* [Task directions]:
Taking the entries below from the top, restate each line exactly and end with the line containing "child: Serial, parent: Serial".

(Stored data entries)
******************************

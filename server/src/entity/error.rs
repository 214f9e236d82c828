use thiserror::Error;

use vesper_shared::Serial;

/// Errors raised while linking or walking owner chains
#[derive(Debug, Clone, PartialEq, Eq, Error)]
pub enum OwnershipError {
    /// Attaching would make an entity its own ancestor
    #[error("Attaching {child} to {parent} would create an ownership cycle")]
    Cycle { child: Serial, parent: Serial },

    /// An entity cannot own itself
    #[error("Entity {serial} cannot be its own parent")]
    SelfParent { serial: Serial },

    /// The owner chain references an entity that is not in the table
    #[error("Entity {serial} references missing parent {parent}")]
    MissingParent { serial: Serial, parent: Serial },

    /// The entity whose chain was requested is not in the table
    #[error("Entity {serial} does not exist")]
    MissingEntity { serial: Serial },

    /// Mobiles are always roots and cannot be placed inside anything
    #[error("Mobile {serial} cannot be contained")]
    MobileNotContainable { serial: Serial },
}
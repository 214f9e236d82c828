use log::error;

use vesper_shared::{
    DirtyFlags, Notoriety, ObserverKey, OutgoingPacket, Packet, PacketError, Point3D,
    ProtocolVariant, Serial, ShardId,
};

use crate::{
    entity::{error::OwnershipError, parent::Parent, EntityRef},
    error::DeltaError,
    messages::message_factory::MessageFactory,
    server::ServerConfig,
    transport::Outbox,
    user::Sessions,
    world::{
        container_scope::resolve_container_audience,
        entity_table::EntityTable,
        message_cache::FlushScratch,
        observer_rules::{can_see, notoriety_of},
        secure_trade::SecureTrades,
        visibility_index::VisibilityIndex,
    },
};

/// One observer that will receive this entity's update, with the two axes
/// along which its packets may differ from everyone else's
#[derive(Clone, Copy, Debug, PartialEq, Eq)]
pub(crate) struct Recipient {
    pub(crate) key: ObserverKey,
    pub(crate) variant: ProtocolVariant,
    pub(crate) notoriety: Notoriety,
}

/// Borrowed view of the world for the duration of one entity's flush
pub(crate) struct DeltaProcessor<'w, F: MessageFactory, O: Outbox> {
    pub(crate) table: &'w mut EntityTable,
    pub(crate) sessions: &'w Sessions,
    pub(crate) index: &'w dyn VisibilityIndex,
    pub(crate) trades: &'w SecureTrades,
    pub(crate) config: &'w ServerConfig,
    pub(crate) scratch: &'w mut FlushScratch,
    pub(crate) candidates: &'w mut Vec<ObserverKey>,
    pub(crate) recipients: &'w mut Vec<Recipient>,
    pub(crate) factory: &'w mut F,
    pub(crate) outbox: &'w mut O,
}

impl<'w, F: MessageFactory, O: Outbox> DeltaProcessor<'w, F, O> {
    /// Sends whatever `flags` call for about one item. Returns the number of
    /// packets handed to the outbox.
    pub(crate) fn process_item(&mut self, serial: Serial, flags: DirtyFlags) -> Result<usize, DeltaError> {
        let Some(parent) = self.table.item(serial).map(|item| item.parent()) else {
            return Ok(0);
        };
        self.resolve_item_audience(serial)?;
        if self.recipients.is_empty() {
            return Ok(0);
        }
        // avoid priority among observers
        fastrand::shuffle(self.recipients);

        let packet_error = |source: PacketError| DeltaError::Packet { serial, source };
        let mut sent = 0;

        if flags.contains(DirtyFlags::FULL_RESYNC) || flags.wants_position_only() {
            for index in 0..self.recipients.len() {
                let recipient = self.recipients[index];
                let packet = match parent {
                    Parent::World => self.durable_full(serial, recipient.variant),
                    Parent::Item(container) => self.container_update(serial, container, recipient.variant),
                    Parent::Mobile(holder) => self.equip_update(serial, holder),
                }
                .map_err(packet_error)?;
                self.outbox.send(recipient.key, packet);
                sent += 1;
            }
        }

        if flags.contains(DirtyFlags::PROPERTIES) && self.config.properties_enabled {
            if let Some(packet) = self.durable_properties(serial).map_err(packet_error)? {
                for recipient in self.recipients.iter() {
                    self.outbox.send(recipient.key, packet.clone());
                    sent += 1;
                }
            }
        }

        Ok(sent)
    }

    /// Fills `recipients` with everyone who hears about the item: the
    /// bounded audience of a non-public container it sits in, or else every
    /// observer around its root. A trade container is its own scope.
    pub(crate) fn resolve_item_audience(&mut self, serial: Serial) -> Result<(), DeltaError> {
        self.recipients.clear();
        let Some((parent, trade)) = self.table.item(serial).map(|item| (item.parent(), item.secure_trade())) else {
            return Ok(());
        };
        let scoped_container = match parent {
            _ if trade.is_some() => Some(serial),
            Parent::Item(container) => self
                .table
                .item(container)
                .filter(|container| container.is_non_public_container())
                .map(|container| container.serial()),
            Parent::World | Parent::Mobile(_) => None,
        };

        match scoped_container {
            Some(container) => {
                if let Err(source) = resolve_container_audience(
                    self.table,
                    self.sessions,
                    self.trades,
                    serial,
                    container,
                    self.recipients,
                ) {
                    return Err(self.ownership_failure(serial, source));
                }
            }
            None => {
                let (shard, location) = match self.table.world_location(serial) {
                    Ok(position) => position,
                    Err(source) => return Err(self.ownership_failure(serial, source)),
                };
                self.resolve_area(serial, shard, location, None);
            }
        }
        Ok(())
    }

    /// Sends whatever `flags` call for about one mobile, to the observers
    /// around it and to the mobile's own session
    pub(crate) fn process_mobile(&mut self, serial: Serial, flags: DirtyFlags) -> Result<usize, DeltaError> {
        let Some(mobile) = self.table.mobile(serial) else {
            return Ok(0);
        };
        let (shard, location) = (mobile.shard(), mobile.location());
        if shard.is_internal() {
            return Ok(0);
        }
        let own = mobile
            .session()
            .and_then(|key| self.sessions.get(&key))
            .map(|session| (session.key(), session.variant()));

        self.recipients.clear();
        self.resolve_area(serial, shard, location, own.map(|(key, _)| key));
        fastrand::shuffle(self.recipients);

        let packet_error = |source: PacketError| DeltaError::Packet { serial, source };
        let mut sent = 0;

        {
            let Self {
                table,
                scratch,
                recipients,
                factory,
                outbox,
                ..
            } = self;
            let table: &EntityTable = table;
            let Some(mobile) = table.mobile(serial) else {
                return Ok(0);
            };

            let full = flags.contains(DirtyFlags::FULL_RESYNC);
            if full {
                for recipient in recipients.iter() {
                    let packet = scratch
                        .full
                        .get_or_try_build(recipient.variant, Some(recipient.notoriety), || {
                            factory
                                .full(table, EntityRef::Mobile(mobile), recipient.variant, recipient.notoriety)
                                .map(Packet::share)
                        })
                        .map_err(packet_error)?;
                    outbox.send(recipient.key, packet);
                    sent += 1;
                }
            } else if flags.wants_position_only() || flags.contains(DirtyFlags::NOTORIETY) {
                for recipient in recipients.iter() {
                    let packet = scratch
                        .moving
                        .get_or_try_build(recipient.variant, Some(recipient.notoriety), || {
                            factory
                                .moving(EntityRef::Mobile(mobile), recipient.variant, recipient.notoriety)
                                .map(Packet::share)
                        })
                        .map_err(packet_error)?;
                    outbox.send(recipient.key, packet);
                    sent += 1;
                }
            }

            if let Some((key, variant)) = own {
                if full || flags.contains(DirtyFlags::POSITION) {
                    let packet = scratch
                        .self_update
                        .get_or_try_build(variant, None, || factory.self_update(mobile, variant).map(Packet::share))
                        .map_err(packet_error)?;
                    outbox.send(key, packet);
                    sent += 1;
                }
            }

            if flags.contains(DirtyFlags::HITS) {
                for recipient in recipients.iter() {
                    let packet = scratch
                        .hits
                        .get_or_try_build(|| factory.hits(mobile, false).map(Packet::share))
                        .map_err(packet_error)?;
                    outbox.send(recipient.key, packet);
                    sent += 1;
                }
                if let Some((key, _)) = own {
                    let packet = scratch
                        .exact_hits
                        .get_or_try_build(|| factory.hits(mobile, true).map(Packet::share))
                        .map_err(packet_error)?;
                    outbox.send(key, packet);
                    sent += 1;
                }
            }

            if flags.contains(DirtyFlags::NAME) {
                let audience = recipients.iter().map(|recipient| recipient.key).chain(own.map(|(key, _)| key));
                for key in audience {
                    let packet = scratch
                        .status
                        .get_or_try_build(|| factory.status(mobile, false).map(Packet::share))
                        .map_err(packet_error)?;
                    outbox.send(key, packet);
                    sent += 1;
                }
            }

            if flags.contains(DirtyFlags::STATS) {
                if let Some((key, _)) = own {
                    let packet = scratch
                        .private_status
                        .get_or_try_build(|| factory.status(mobile, true).map(Packet::share))
                        .map_err(packet_error)?;
                    outbox.send(key, packet);
                    sent += 1;
                }
            }
        }

        if flags.contains(DirtyFlags::PROPERTIES) && self.config.properties_enabled {
            if let Some(packet) = self.durable_properties(serial).map_err(packet_error)? {
                let audience = self
                    .recipients
                    .iter()
                    .map(|recipient| recipient.key)
                    .chain(own.map(|(key, _)| key));
                for key in audience {
                    self.outbox.send(key, packet.clone());
                    sent += 1;
                }
            }
        }

        Ok(sent)
    }

    /// Fills `recipients` with every session within the subject's reach
    /// that accepts the update: inside its own update range and able to see
    /// the subject. The query radius is the largest range any session may
    /// have; each session then narrows it to its own.
    pub(crate) fn resolve_area(
        &mut self,
        subject: Serial,
        shard: ShardId,
        location: Point3D,
        exclude: Option<ObserverKey>,
    ) {
        if shard.is_internal() {
            return;
        }
        self.candidates.clear();
        self.index.observers_in_range(
            shard,
            location,
            self.config.delta.max_update_range,
            self.candidates,
        );

        let table: &EntityTable = self.table;
        let target = table.mobile(subject);
        for key in self.candidates.iter() {
            if Some(*key) == exclude {
                continue;
            }
            let Some(session) = self.sessions.get(key) else {
                continue;
            };
            let Some(observer) = table.mobile(session.mobile()) else {
                continue;
            };
            if observer.shard() != shard || !observer.location().in_range(&location, session.update_range()) {
                continue;
            }
            if !can_see(table, observer, subject) {
                continue;
            }
            let notoriety = target
                .map(|target| notoriety_of(observer, target))
                .unwrap_or_default();
            self.recipients.push(Recipient {
                key: *key,
                variant: session.variant(),
                notoriety,
            });
        }
    }

    fn ownership_failure(&mut self, serial: Serial, source: OwnershipError) -> DeltaError {
        if let OwnershipError::Cycle { child, parent } = source {
            error!(
                "Owner chain of {} loops through {} -> {}; truncating at {}",
                serial, child, parent, child
            );
            self.table.truncate_chain(child);
        }
        DeltaError::Ownership { serial, source }
    }

    /// The item's full representation for `variant`, built once and kept
    /// until a setter invalidates it
    pub(crate) fn durable_full(&mut self, serial: Serial, variant: ProtocolVariant) -> Result<OutgoingPacket, PacketError> {
        let Some(entity) = self.table.entity(serial) else {
            return Err(PacketError::MissingSubject { serial });
        };
        if let Some(packet) = entity.cache().full(variant) {
            return Ok(packet.clone());
        }
        let packet = self
            .factory
            .full(self.table, entity, variant, Notoriety::default())?
            .share();
        if let Some(cache) = self.table.cache_mut(serial) {
            cache.full[variant.slot()] = Some(packet.clone());
        }
        Ok(packet)
    }

    pub(crate) fn durable_properties(&mut self, serial: Serial) -> Result<Option<OutgoingPacket>, PacketError> {
        let Some(cache) = self.table.entity(serial).map(|entity| entity.cache()) else {
            return Ok(None);
        };
        if let Some(packet) = cache.property_packet() {
            return Ok(Some(packet.clone()));
        }
        let Some(properties) = cache.properties() else {
            return Ok(None);
        };
        let packet = self.factory.property_summary(serial, properties)?.share();
        if let Some(cache) = self.table.cache_mut(serial) {
            cache.property_packet = Some(packet.clone());
        }
        Ok(Some(packet))
    }

    fn container_update(
        &mut self,
        serial: Serial,
        container: Serial,
        variant: ProtocolVariant,
    ) -> Result<OutgoingPacket, PacketError> {
        let Some(item) = self.table.item(serial) else {
            return Err(PacketError::MissingSubject { serial });
        };
        let factory = &mut self.factory;
        self.scratch.container_update.get_or_try_build(variant, None, || {
            factory.container_update(item, container, variant).map(Packet::share)
        })
    }

    fn equip_update(&mut self, serial: Serial, holder: Serial) -> Result<OutgoingPacket, PacketError> {
        let Some(item) = self.table.item(serial) else {
            return Err(PacketError::MissingSubject { serial });
        };
        let factory = &mut self.factory;
        self.scratch
            .equip_update
            .get_or_try_build(|| factory.equip_update(item, holder).map(Packet::share))
    }
}
use vesper_shared::{
    EntityKind, Notoriety, Packet, PacketError, PacketKind, PacketWriter, ProtocolVariant, Serial,
};

use crate::{
    entity::{item::Item, mobile::Mobile},
    world::entity_table::EntityTable,
};

/// How an entity kind puts itself on the wire. Implemented once per
/// concrete kind and picked by `KIND`, never by inspecting a value.
pub trait WireRepresentation {
    const KIND: EntityKind;

    /// Complete representation for an observer that knows nothing yet
    fn build_full(
        &self,
        table: &EntityTable,
        variant: ProtocolVariant,
        notoriety: Notoriety,
    ) -> Result<Packet, PacketError>;

    /// Placement-only representation
    fn build_moving(&self, variant: ProtocolVariant, notoriety: Notoriety) -> Result<Packet, PacketError>;

    fn build_remove(&self) -> Result<Packet, PacketError>;
}

pub(crate) fn remove_packet(serial: Serial) -> Result<Packet, PacketError> {
    let mut writer = PacketWriter::fixed(0x1D, 5, PacketKind::Remove, serial);
    writer.write_serial(serial);
    writer.finish()
}

fn clamp_u16(value: i32) -> u16 {
    value.clamp(0, i32::from(u16::MAX)) as u16
}

fn clamp_i8(value: i32) -> i8 {
    value.clamp(i32::from(i8::MIN), i32::from(i8::MAX)) as i8
}

impl Item {
    fn world_flags(&self) -> u8 {
        if self.visible() {
            0
        } else {
            0x80
        }
    }

    fn legacy_world_packet(&self) -> Result<Packet, PacketError> {
        let serial = self.serial();
        let location = self.location();
        let direction = self.direction().to_wire(false);

        let mut writer = PacketWriter::dynamic(0x1A, PacketKind::WorldItem, serial);
        writer
            .write_u32(serial.value() | 0x8000_0000)
            .write_u16(self.graphic() & 0x7FFF)
            .write_u16(self.amount());

        let mut x = clamp_u16(location.x) & 0x7FFF;
        if direction != 0 {
            x |= 0x8000;
        }
        writer.write_u16(x).write_u16((clamp_u16(location.y) & 0x3FFF) | 0xC000);
        if direction != 0 {
            writer.write_u8(direction);
        }
        writer
            .write_i8(clamp_i8(location.z))
            .write_u16(self.hue())
            .write_u8(self.world_flags());
        writer.finish()
    }

    fn extended_world_packet(&self) -> Result<Packet, PacketError> {
        let serial = self.serial();
        let mut writer = PacketWriter::fixed(0xF3, 26, PacketKind::WorldItem, serial);
        writer
            .write_u16(0x1)
            .write_u8(0x00)
            .write_serial(serial)
            .write_u16(self.graphic())
            .write_u8(0)
            .write_u16(self.amount())
            .write_u16(self.amount())
            .write_point(&self.location())
            .write_u8(self.direction().to_wire(false))
            .write_u16(self.hue())
            .write_u8(self.world_flags())
            .write_u16(0);
        writer.finish()
    }
}

impl WireRepresentation for Item {
    const KIND: EntityKind = EntityKind::Item;

    fn build_full(
        &self,
        _table: &EntityTable,
        variant: ProtocolVariant,
        _notoriety: Notoriety,
    ) -> Result<Packet, PacketError> {
        match variant {
            ProtocolVariant::Legacy => self.legacy_world_packet(),
            ProtocolVariant::Extended => self.extended_world_packet(),
        }
    }

    // items have no lighter placement message than the world packet
    fn build_moving(&self, variant: ProtocolVariant, _notoriety: Notoriety) -> Result<Packet, PacketError> {
        match variant {
            ProtocolVariant::Legacy => self.legacy_world_packet(),
            ProtocolVariant::Extended => self.extended_world_packet(),
        }
    }

    fn build_remove(&self) -> Result<Packet, PacketError> {
        remove_packet(self.serial())
    }
}

impl WireRepresentation for Mobile {
    const KIND: EntityKind = EntityKind::Mobile;

    fn build_full(
        &self,
        table: &EntityTable,
        variant: ProtocolVariant,
        notoriety: Notoriety,
    ) -> Result<Packet, PacketError> {
        let serial = self.serial();
        let mut writer = PacketWriter::dynamic(0x78, PacketKind::MobileIncoming, serial);
        writer
            .write_serial(serial)
            .write_u16(self.body())
            .write_point(&self.location())
            .write_u8(self.direction().to_wire(false))
            .write_u16(self.hue())
            .write_u8(self.packet_flags(variant))
            .write_u8(notoriety.to_wire());

        for item in self.equipment().iter().filter_map(|serial| table.item(*serial)) {
            let Some(layer) = item.layer() else {
                continue;
            };
            if !item.visible() {
                continue;
            }
            writer.write_serial(item.serial());
            match variant {
                // legacy clients only read a hue when the graphic's high bit says so
                ProtocolVariant::Legacy => {
                    let graphic = item.graphic() & 0x7FFF;
                    if item.hue() != 0 {
                        writer
                            .write_u16(graphic | 0x8000)
                            .write_u8(layer.value())
                            .write_u16(item.hue());
                    } else {
                        writer.write_u16(graphic).write_u8(layer.value());
                    }
                }
                ProtocolVariant::Extended => {
                    writer
                        .write_u16(item.graphic())
                        .write_u8(layer.value())
                        .write_u16(item.hue());
                }
            }
        }
        writer.write_u32(0);
        writer.finish()
    }

    fn build_moving(&self, variant: ProtocolVariant, notoriety: Notoriety) -> Result<Packet, PacketError> {
        let serial = self.serial();
        let mut writer = PacketWriter::fixed(0x77, 17, PacketKind::MobileMoving, serial);
        writer
            .write_serial(serial)
            .write_u16(self.body())
            .write_point(&self.location())
            .write_u8(self.direction().to_wire(false))
            .write_u16(self.hue())
            .write_u8(self.packet_flags(variant))
            .write_u8(notoriety.to_wire());
        writer.finish()
    }

    fn build_remove(&self) -> Result<Packet, PacketError> {
        remove_packet(self.serial())
    }
}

******************************

* [Written reply]:
filename server/src/entity/error.rs
repository 214f9e236d82c828
use thiserror::Error;

use vesper_shared::Serial;

/// Errors raised while linking or walking owner chains
#[derive(Debug, Clone, PartialEq, Eq, Error)]
pub enum OwnershipError {
    /// Attaching would make an entity its own ancestor
    #[error("Attaching {child} to {parent} would create an ownership cycle")]
    Cycle { child: Serial, parent: Serial },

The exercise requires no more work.